■ **PROBLEM**
Take each line of the listing that has the string "write" and report it.

■ **RECORDS FOR THE TASK**
BEGIN

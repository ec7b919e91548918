//! Player color representation.

use serde::{Deserialize, Serialize};

/// Represents the two players in chess.
#[derive(Debug, Clone, Copy, PartialEq, Eq, Hash, Serialize, Deserialize)]
#[serde(rename_all = "lowercase")]
pub enum Color {
    White,
    Black,
}

impl Color {
    /// Returns the opposite color.
    #[inline]
    pub const fn opposite(self) -> Self {
        match self {
            Color::White => Color::Black,
            Color::Black => Color::White,
        }
    }

    /// Returns the index (0 for White, 1 for Black).
    #[inline]
    pub const fn index(self) -> usize {
        self as usize
    }

    /// Returns the side to move after `ply` half-moves from the start.
    ///
    /// Even ply counts mean White to move, odd counts mean Black. This is
    /// the single place where the history-parity rule is spelled out; the
    /// game record derives its current player from it.
    #[inline]
    pub const fn from_ply(ply: usize) -> Self {
        if ply % 2 == 0 {
            Color::White
        } else {
            Color::Black
        }
    }
}

impl std::fmt::Display for Color {
    fn fmt(&self, f: &mut std::fmt::Formatter<'_>) -> std::fmt::Result {
        match self {
            Color::White => write!(f, "White"),
            Color::Black => write!(f, "Black"),
        }
    }
}

#[cfg(test)]
mod tests {
    use super::*;

    #[test]
    fn opposite_color() {
        assert_eq!(Color::White.opposite(), Color::Black);
        assert_eq!(Color::Black.opposite(), Color::White);
    }

    #[test]
    fn color_index() {
        assert_eq!(Color::White.index(), 0);
        assert_eq!(Color::Black.index(), 1);
    }

    #[test]
    fn ply_parity() {
        assert_eq!(Color::from_ply(0), Color::White);
        assert_eq!(Color::from_ply(1), Color::Black);
        assert_eq!(Color::from_ply(2), Color::White);
        assert_eq!(Color::from_ply(101), Color::Black);
    }

    #[test]
    fn display() {
        assert_eq!(format!("{}", Color::White), "White");
        assert_eq!(format!("{}", Color::Black), "Black");
    }

    #[test]
    fn serde_lowercase() {
        assert_eq!(serde_json::to_string(&Color::White).unwrap(), "\"white\"");
        let c: Color = serde_json::from_str("\"black\"").unwrap();
        assert_eq!(c, Color::Black);
    }
}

END

■ **REPLY**
            Color::White => write!(f, "White"),
            Color::Black => write!(f, "Black"),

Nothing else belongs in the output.